▶ Task objective:
From the records that follow, give the number of lines that include the word "DassReport", with no further words.

▶ Stored data:
_____

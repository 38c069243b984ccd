//! Assessment session controller
//!
//! Owns one assessment attempt: the current question index, the recorded
//! answers, the pending (not yet confirmed) selection, and the highest
//! progression level reached. The controller never scores anything itself;
//! it feeds the answer list to the scoring engines on demand.
//!
//! All operations are fail-soft: confirming without a selection, submitting
//! against the wrong question, or navigating past the ends are no-ops, not
//! errors. The surrounding UI disables the affected controls; the
//! controller just refuses quietly.

use crate::catalog::{Question, Scale};
use crate::models::{DassReport, OptionKey, StarReport, UserAnswer};
use crate::scoring;

/// Where a session currently stands.
#[derive(Debug, Clone, Copy, PartialEq, Eq)]
pub enum SessionState {
    NotStarted,
    InProgress,
    Completed,
}

/// Outcome of [`AssessmentSession::confirm_and_advance`].
#[derive(Debug, Clone, Copy, PartialEq, Eq)]
pub enum Advance {
    /// No pending selection (or no active session); nothing changed.
    Ignored,
    /// Moved to the next question. `level_up` carries the newly reached
    /// level when this step crossed a level boundary - a one-shot signal
    /// for the presentation layer to animate.
    Next { level_up: Option<u32> },
    /// Final question answered; the session is complete.
    Completed,
}

/// Result of a finished (or partial) session, shaped by its scale.
#[derive(Debug, Clone, PartialEq)]
pub enum ScaleResult {
    Dass(DassReport),
    Star(StarReport),
}

/// Progress through the catalog, for progress bars.
#[derive(Debug, Clone, Copy, PartialEq, Eq)]
pub struct Progress {
    /// 1-based position of the current question; equals `total` once
    /// completed, 0 before starting.
    pub position: usize,
    pub total: usize,
    pub percent: u32,
}

/// One assessment attempt over a single catalog.
pub struct AssessmentSession {
    scale: Scale,
    catalog: &'static [Question],
    state: SessionState,
    index: usize,
    level_reached: u32,
    answers: Vec<UserAnswer>,
    pending: Option<OptionKey>,
}

impl AssessmentSession {
    pub fn new(scale: Scale) -> Self {
        let catalog = scale.questions();
        AssessmentSession {
            scale,
            catalog,
            state: SessionState::NotStarted,
            index: 0,
            level_reached: catalog.first().map(|q| q.level).unwrap_or(1),
            answers: Vec::new(),
            pending: None,
        }
    }

    pub fn scale(&self) -> Scale {
        self.scale
    }

    pub fn state(&self) -> SessionState {
        self.state
    }

    /// Recorded answers so far, in catalog order.
    pub fn answers(&self) -> &[UserAnswer] {
        &self.answers
    }

    /// Highest progression level seen this attempt.
    pub fn level_reached(&self) -> u32 {
        self.level_reached
    }

    /// The not-yet-confirmed selection for the current question.
    pub fn pending(&self) -> Option<OptionKey> {
        self.pending
    }

    /// Begin (or restart) the assessment. Any previous answers are gone.
    pub fn start(&mut self) {
        self.state = SessionState::InProgress;
        self.index = 0;
        self.level_reached = self.catalog.first().map(|q| q.level).unwrap_or(1);
        self.answers.clear();
        self.pending = None;
    }

    /// The question awaiting an answer, while one is.
    pub fn current_question(&self) -> Option<&'static Question> {
        match self.state {
            SessionState::InProgress => self.catalog.get(self.index),
            _ => None,
        }
    }

    /// Stage an option for the current question without advancing.
    pub fn select_option(&mut self, key: OptionKey) {
        if self.state == SessionState::InProgress {
            self.pending = Some(key);
        }
    }

    /// Record the pending selection and move forward.
    ///
    /// Without a pending selection this is a no-op; the UI is expected to
    /// keep its confirm control disabled until one exists.
    pub fn confirm_and_advance(&mut self) -> Advance {
        if self.state != SessionState::InProgress {
            return Advance::Ignored;
        }
        let (question, key) = match (self.current_question(), self.pending) {
            (Some(q), Some(k)) => (q, k),
            _ => return Advance::Ignored,
        };

        let answer = UserAnswer {
            question_id: question.id,
            selected: key,
            score: question.option(key).score,
        };
        match self
            .answers
            .iter_mut()
            .find(|a| a.question_id == question.id)
        {
            Some(existing) => *existing = answer,
            None => self.answers.push(answer),
        }
        self.pending = None;

        if self.index + 1 >= self.catalog.len() {
            self.state = SessionState::Completed;
            return Advance::Completed;
        }

        self.index += 1;
        let next_level = self.catalog[self.index].level;
        let level_up = if next_level > self.level_reached {
            self.level_reached = next_level;
            Some(next_level)
        } else {
            None
        };
        Advance::Next { level_up }
    }

    /// Step back one question, restoring the removed answer as the pending
    /// selection. From the first question this abandons the session; from a
    /// completed session it reopens the final question.
    pub fn go_back(&mut self) {
        match self.state {
            SessionState::NotStarted => {}
            SessionState::Completed => {
                self.state = SessionState::InProgress;
                self.pending = self.remove_answer_at(self.index);
            }
            SessionState::InProgress => {
                if self.index == 0 {
                    // Backing out of the first question abandons the attempt
                    *self = AssessmentSession::new(self.scale);
                    return;
                }
                self.index -= 1;
                self.pending = self.remove_answer_at(self.index);
                let regained = self.catalog[self.index].level;
                if regained < self.level_reached {
                    self.level_reached = regained;
                }
            }
        }
    }

    /// External input contract: answer `question_id` with `key` in one
    /// step. Ignored unless it targets the current question.
    pub fn submit_answer(&mut self, question_id: u32, key: OptionKey) -> Advance {
        match self.current_question() {
            Some(q) if q.id == question_id => {
                self.select_option(key);
                self.confirm_and_advance()
            }
            _ => Advance::Ignored,
        }
    }

    /// Progress through the catalog.
    pub fn progress(&self) -> Progress {
        let total = self.catalog.len();
        let position = match self.state {
            SessionState::NotStarted => 0,
            SessionState::InProgress => self.index + 1,
            SessionState::Completed => total,
        };
        let percent = if total == 0 {
            0
        } else {
            (position as f64 / total as f64 * 100.0).round() as u32
        };
        Progress {
            position,
            total,
            percent,
        }
    }

    pub fn is_complete(&self) -> bool {
        self.state == SessionState::Completed
    }

    /// Score the answers recorded so far. Valid in any state; partial
    /// sessions produce partial (fail-soft) results.
    pub fn result(&self) -> ScaleResult {
        match self.scale {
            Scale::Dass => ScaleResult::Dass(scoring::dass::compute(&self.answers)),
            Scale::Star => ScaleResult::Star(scoring::star::compute(&self.answers)),
        }
    }

    fn remove_answer_at(&mut self, index: usize) -> Option<OptionKey> {
        let id = self.catalog.get(index)?.id;
        let pos = self.answers.iter().position(|a| a.question_id == id)?;
        Some(self.answers.remove(pos).selected)
    }
}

_____

▶ Response to this exercise:
2